▶ [What you should do]: Find each line below that includes "fetch", then copy it.

[Saved entries]
use axum::extract::{Path, Query, Request, State};
use axum::routing::{get, post, put};
use axum::{Extension, Json, Router};
use serde::Deserialize;

use pondok_core::{Claims, ListParams, ListPlan, ServiceError};

use crate::service::santri::{SANTRI_SORTS, SantriInput};

use super::{AppState, DeleteQuery, admin, list_json, ok_json, ok_msg, parse_input, upload};

pub(crate) fn routes() -> Router<AppState> {
    Router::new()
        .route("/", get(list).post(create))
        .route("/stats", get(stats))
        .route("/{id}", get(fetch).put(update).delete(remove))
        .route("/{id}/restore", post(restore))
        .route("/{id}/assign-class", put(set_class))
}

#[derive(Debug, Deserialize)]
struct SantriListQuery {
    #[serde(flatten)]
    list: ListParams,

    #[serde(default)]
    gender: Option<String>,

    #[serde(default)]
    class_id: Option<String>,
}

async fn list(
    State(svc): State<AppState>,
    Query(q): Query<SantriListQuery>,
) -> Result<Json<serde_json::Value>, ServiceError> {
    if let Some(g) = q.gender.as_deref() {
        if g != "male" && g != "female" {
            return Err(ServiceError::Validation(format!(
                "unknown gender filter: {:?}",
                g
            )));
        }
    }
    let plan = ListPlan::build(&q.list, SANTRI_SORTS);
    let result = svc.list_santris(&plan, q.gender.as_deref(), q.class_id.as_deref())?;
    let filters = serde_json::json!({
        "search": plan.search,
        "sortBy": plan.sort_label(SANTRI_SORTS),
        "gender": q.gender,
        "classId": q.class_id,
        "includeDeleted": plan.include_deleted,
    });
    Ok(list_json(result, filters))
}

async fn stats(State(svc): State<AppState>) -> Result<Json<serde_json::Value>, ServiceError> {
    Ok(ok_json(svc.santri_stats()?))
}

async fn fetch(
    State(svc): State<AppState>,
    Path(id): Path<String>,
) -> Result<Json<serde_json::Value>, ServiceError> {
    Ok(ok_json(svc.get_santri(&id)?))
}

/// Admin create: the santri lands on the roster already accepted. A body
/// carrying the id of an existing record is treated as an update instead,
/// so form-driven clients can use one endpoint for both.
async fn create(
    State(svc): State<AppState>,
    claims: Option<Extension<Claims>>,
    req: Request,
) -> Result<Json<serde_json::Value>, ServiceError> {
    admin(&claims)?;
    let (mut body, file) = upload::read_payload(req).await?;

    let existing = body
        .get("id")
        .and_then(|v| v.as_str())
        .map(str::to_string)
        .filter(|id| svc.get_santri(id).is_ok());

    if let Some(file) = file {
        let url = svc.store_image("santris", existing.as_deref(), &file)?;
        body["image_url"] = serde_json::json!(url);
    }

    if let Some(id) = existing {
        return Ok(ok_json(svc.update_santri(&id, body)?));
    }
    let input: SantriInput = parse_input(body)?;
    Ok(ok_json(svc.register_santri(input, true)?))
}

async fn update(
    State(svc): State<AppState>,
    claims: Option<Extension<Claims>>,
    Path(id): Path<String>,
    req: Request,
) -> Result<Json<serde_json::Value>, ServiceError> {
    admin(&claims)?;
    let (mut patch, file) = upload::read_payload(req).await?;
    if let Some(file) = file {
        let url = svc.store_image("santris", Some(&id), &file)?;
        patch["image_url"] = serde_json::json!(url);
    }
    Ok(ok_json(svc.update_santri(&id, patch)?))
}

async fn remove(
    State(svc): State<AppState>,
    claims: Option<Extension<Claims>>,
    Path(id): Path<String>,
    Query(q): Query<DeleteQuery>,
) -> Result<Json<serde_json::Value>, ServiceError> {
    admin(&claims)?;
    if q.is_force() {
        let doc = svc.purge_record("santris", "id", &id)?;
        return Ok(ok_msg(doc, "santri permanently deleted"));
    }
    let doc = svc.soft_delete_record("santris", "id", &id)?;
    Ok(ok_msg(doc, "santri moved to trash"))
}

async fn restore(
    State(svc): State<AppState>,
    claims: Option<Extension<Claims>>,
    Path(id): Path<String>,
) -> Result<Json<serde_json::Value>, ServiceError> {
    admin(&claims)?;
    let doc = svc.restore_record("santris", "id", &id)?;
    Ok(ok_msg(doc, "santri restored"))
}

#[derive(Debug, Deserialize)]
struct AssignClassBody {
    #[serde(default)]
    class_id: Option<String>,
}

async fn set_class(
    State(svc): State<AppState>,
    claims: Option<Extension<Claims>>,
    Path(id): Path<String>,
    Json(body): Json<AssignClassBody>,
) -> Result<Json<serde_json::Value>, ServiceError> {
    admin(&claims)?;
    Ok(ok_json(svc.assign_class(&id, body.class_id)?))
}
use pondok_core::{ServiceError, now_rfc3339};
use pondok_sql::Value;

use super::PesantrenService;

fn is_trashed(doc: &serde_json::Value) -> bool {
    doc.get("deleted_at").map_or(false, |v| !v.is_null())
}

impl PesantrenService {
    /// Soft-delete: stamp `deleted_at`. Already-trashed records are left
    /// untouched so the original deletion time survives repeated calls.
    pub(crate) fn soft_delete_record(
        &self,
        table: &str,
        key_col: &str,
        key: &str,
    ) -> Result<serde_json::Value, ServiceError> {
        let mut doc = self.get_doc(table, key_col, key)?;
        if is_trashed(&doc) {
            return Ok(doc);
        }
        let now = now_rfc3339();
        doc["deleted_at"] = serde_json::json!(now);
        doc["updated_at"] = serde_json::json!(now);
        self.update_record(
            table,
            key_col,
            key,
            &doc,
            &[
                ("deleted_at", Value::text(&now)),
                ("updated_at", Value::text(&now)),
            ],
        )?;
        Ok(doc)
    }

    /// Restore a trashed record. Restoring an active record is a no-op
    /// success, matching the idempotency of soft delete.
    pub(crate) fn restore_record(
        &self,
        table: &str,
        key_col: &str,
        key: &str,
    ) -> Result<serde_json::Value, ServiceError> {
        let mut doc = self.get_doc(table, key_col, key)?;
        if !is_trashed(&doc) {
            return Ok(doc);
        }
        let now = now_rfc3339();
        doc["deleted_at"] = serde_json::Value::Null;
        doc["updated_at"] = serde_json::json!(now);
        self.update_record(
            table,
            key_col,
            key,
            &doc,
            &[("deleted_at", Value::Null), ("updated_at", Value::text(&now))],
        )?;
        Ok(doc)
    }

    /// Permanently remove a record. Only trashed records may be purged;
    /// an active record must go through soft delete first.
    ///
    /// The record's stored image (if any) is removed best-effort: blob
    /// cleanup failure is logged, never surfaced, since the row is gone.
    pub(crate) fn purge_record(
        &self,
        table: &str,
        key_col: &str,
        key: &str,
    ) -> Result<serde_json::Value, ServiceError> {
        let doc = self.get_doc(table, key_col, key)?;
        if !is_trashed(&doc) {
            return Err(ServiceError::Conflict(format!(
                "{}/{} is not in trash",
                table, key
            )));
        }
        self.delete_row(table, key_col, key)?;
        self.remove_owned_blob(&doc);
        Ok(doc)
    }

    /// Delete the blob behind a record's `image_url`, if it points into
    /// our own media namespace.
    pub(crate) fn remove_owned_blob(&self, doc: &serde_json::Value) {
        let Some(url) = doc.get("image_url").and_then(|v| v.as_str()) else {
            return;
        };
        let Some(key) = self.blob_key_for_url(url) else {
            return;
        };
        if let Err(e) = self.blob.delete(&key) {
            tracing::warn!(key = %key, error = %e, "failed to remove media blob");
        }
    }
}
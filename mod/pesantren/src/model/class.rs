use serde::{Deserialize, Serialize};

/// A class (study group) santris are assigned to.
#[derive(Debug, Clone, Serialize, Deserialize, PartialEq)]
pub struct Class {
    pub id: String,

    pub name: String,

    #[serde(default, skip_serializing_if = "Option::is_none")]
    pub description: Option<String>,

    #[serde(default, skip_serializing_if = "Option::is_none")]
    pub image_url: Option<String>,

    pub created_at: String,

    pub updated_at: String,

    #[serde(default)]
    pub deleted_at: Option<String>,
}
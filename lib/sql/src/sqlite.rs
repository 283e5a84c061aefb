use std::path::Path;
use std::sync::Mutex;

use rusqlite::Connection;
use rusqlite::types::ValueRef;

use crate::error::SqlError;
use crate::traits::{Row, SqlStore, Value};

/// SqliteStore is a SqlStore implementation backed by rusqlite (bundled
/// SQLite). Writes are serialized through a single connection.
pub struct SqliteStore {
    conn: Mutex<Connection>,
}

impl SqliteStore {
    /// Open or create a SQLite database at the given path.
    pub fn open(path: &Path) -> Result<Self, SqlError> {
        let conn = Connection::open(path).map_err(|e| SqlError::Open(e.to_string()))?;

        // WAL mode for better concurrent read performance.
        conn.execute_batch("PRAGMA journal_mode=WAL;")
            .map_err(|e| SqlError::Open(e.to_string()))?;

        Ok(Self {
            conn: Mutex::new(conn),
        })
    }

    /// Create an in-memory SQLite database (useful for tests).
    pub fn open_in_memory() -> Result<Self, SqlError> {
        let conn =
            Connection::open_in_memory().map_err(|e| SqlError::Open(e.to_string()))?;
        Ok(Self {
            conn: Mutex::new(conn),
        })
    }
}

/// Convert our Value enum to rusqlite's ToSql.
fn bind_params(params: &[Value]) -> Vec<Box<dyn rusqlite::types::ToSql + '_>> {
    params
        .iter()
        .map(|v| -> Box<dyn rusqlite::types::ToSql + '_> {
            match v {
                Value::Null => Box::new(rusqlite::types::Null),
                Value::Integer(i) => Box::new(*i),
                Value::Real(f) => Box::new(*f),
                Value::Text(s) => Box::new(s.as_str()),
                Value::Blob(b) => Box::new(b.as_slice()),
            }
        })
        .collect()
}

fn row_value_at(row: &rusqlite::Row<'_>, idx: usize) -> Value {
    match row.get_ref(idx) {
        Ok(ValueRef::Integer(i)) => Value::Integer(i),
        Ok(ValueRef::Real(f)) => Value::Real(f),
        Ok(ValueRef::Text(t)) => Value::Text(String::from_utf8_lossy(t).into_owned()),
        Ok(ValueRef::Blob(b)) => Value::Blob(b.to_vec()),
        Ok(ValueRef::Null) | Err(_) => Value::Null,
    }
}

impl SqlStore for SqliteStore {
    fn query(&self, sql: &str, params: &[Value]) -> Result<Vec<Row>, SqlError> {
        let conn = self
            .conn
            .lock()
            .map_err(|e| SqlError::Query(e.to_string()))?;

        let bound = bind_params(params);
        let param_refs: Vec<&dyn rusqlite::types::ToSql> =
            bound.iter().map(|b| b.as_ref()).collect();

        let mut stmt = conn
            .prepare(sql)
            .map_err(|e| SqlError::Query(e.to_string()))?;

        let column_names: Vec<String> = stmt
            .column_names()
            .iter()
            .map(|s| s.to_string())
            .collect();

        let rows = stmt
            .query_map(param_refs.as_slice(), |row| {
                let mut columns = Vec::new();
                for (i, name) in column_names.iter().enumerate() {
                    columns.push((name.clone(), row_value_at(row, i)));
                }
                Ok(Row { columns })
            })
            .map_err(|e| SqlError::Query(e.to_string()))?;

        let mut result = Vec::new();
        for row in rows {
            result.push(row.map_err(|e| SqlError::Query(e.to_string()))?);
        }
        Ok(result)
    }

    fn exec(&self, sql: &str, params: &[Value]) -> Result<u64, SqlError> {
        let conn = self
            .conn
            .lock()
            .map_err(|e| SqlError::Exec(e.to_string()))?;

        let bound = bind_params(params);
        let param_refs: Vec<&dyn rusqlite::types::ToSql> =
            bound.iter().map(|b| b.as_ref()).collect();

        conn.execute(sql, param_refs.as_slice())
            .map(|n| n as u64)
            .map_err(|e| SqlError::Exec(e.to_string()))
    }
}
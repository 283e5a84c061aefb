use serde::{Deserialize, Serialize};

/// Santri gender.
#[derive(Debug, Clone, Copy, PartialEq, Eq, Serialize, Deserialize)]
#[serde(rename_all = "lowercase")]
pub enum Gender {
    Male,
    Female,
}

impl Gender {
    pub fn as_str(&self) -> &'static str {
        match self {
            Gender::Male => "male",
            Gender::Female => "female",
        }
    }
}

/// Santri — a student/resident record in the roster.
///
/// `accepted_at == None` marks a pending registrant; acceptance sets the
/// timestamp and is one-directional. `deleted_at` drives the soft-delete
/// lifecycle shared by every entity.
#[derive(Debug, Clone, Serialize, Deserialize, PartialEq)]
pub struct Santri {
    pub id: String,

    /// Unique student code, format `YYYY.MM.SSSSS`.
    pub nis: String,

    pub full_name: String,

    pub gender: Gender,

    pub address: String,

    #[serde(default, skip_serializing_if = "Option::is_none")]
    pub image_url: Option<String>,

    /// Reference to the class this santri is assigned to.
    #[serde(default, skip_serializing_if = "Option::is_none")]
    pub class_id: Option<String>,

    // ── Demographic / administrative fields ──
    #[serde(default, skip_serializing_if = "Option::is_none")]
    pub birth_place_date: Option<String>,

    #[serde(default, skip_serializing_if = "Option::is_none")]
    pub phone_number: Option<String>,

    #[serde(default, skip_serializing_if = "Option::is_none")]
    pub nik: Option<String>,

    #[serde(default, skip_serializing_if = "Option::is_none")]
    pub no_kk: Option<String>,

    #[serde(default, skip_serializing_if = "Option::is_none")]
    pub nisn: Option<String>,

    #[serde(default, skip_serializing_if = "Option::is_none")]
    pub no_kip: Option<String>,

    #[serde(default, skip_serializing_if = "Option::is_none")]
    pub no_pkh: Option<String>,

    #[serde(default, skip_serializing_if = "Option::is_none")]
    pub no_kks: Option<String>,

    #[serde(default, skip_serializing_if = "Option::is_none")]
    pub rt_rw: Option<String>,

    #[serde(default, skip_serializing_if = "Option::is_none")]
    pub kecamatan: Option<String>,

    #[serde(default, skip_serializing_if = "Option::is_none")]
    pub kabupaten: Option<String>,

    #[serde(default, skip_serializing_if = "Option::is_none")]
    pub provinsi: Option<String>,

    #[serde(default, skip_serializing_if = "Option::is_none")]
    pub kode_pos: Option<String>,

    #[serde(default, skip_serializing_if = "Option::is_none")]
    pub pendidikan_sd: Option<String>,

    #[serde(default, skip_serializing_if = "Option::is_none")]
    pub pendidikan_smp: Option<String>,

    #[serde(default, skip_serializing_if = "Option::is_none")]
    pub pendidikan_sma: Option<String>,

    #[serde(default, skip_serializing_if = "Option::is_none")]
    pub pendidikan_non_formal: Option<String>,

    #[serde(default, skip_serializing_if = "Option::is_none")]
    pub hafal_quran: Option<String>,

    /// Set when the registrant is accepted into the roster.
    #[serde(default)]
    pub accepted_at: Option<String>,

    pub created_at: String,

    pub updated_at: String,

    #[serde(default)]
    pub deleted_at: Option<String>,
}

▶ [Answer to this exercise]:
        .route("/{id}", get(fetch).put(update).delete(remove))
async fn fetch(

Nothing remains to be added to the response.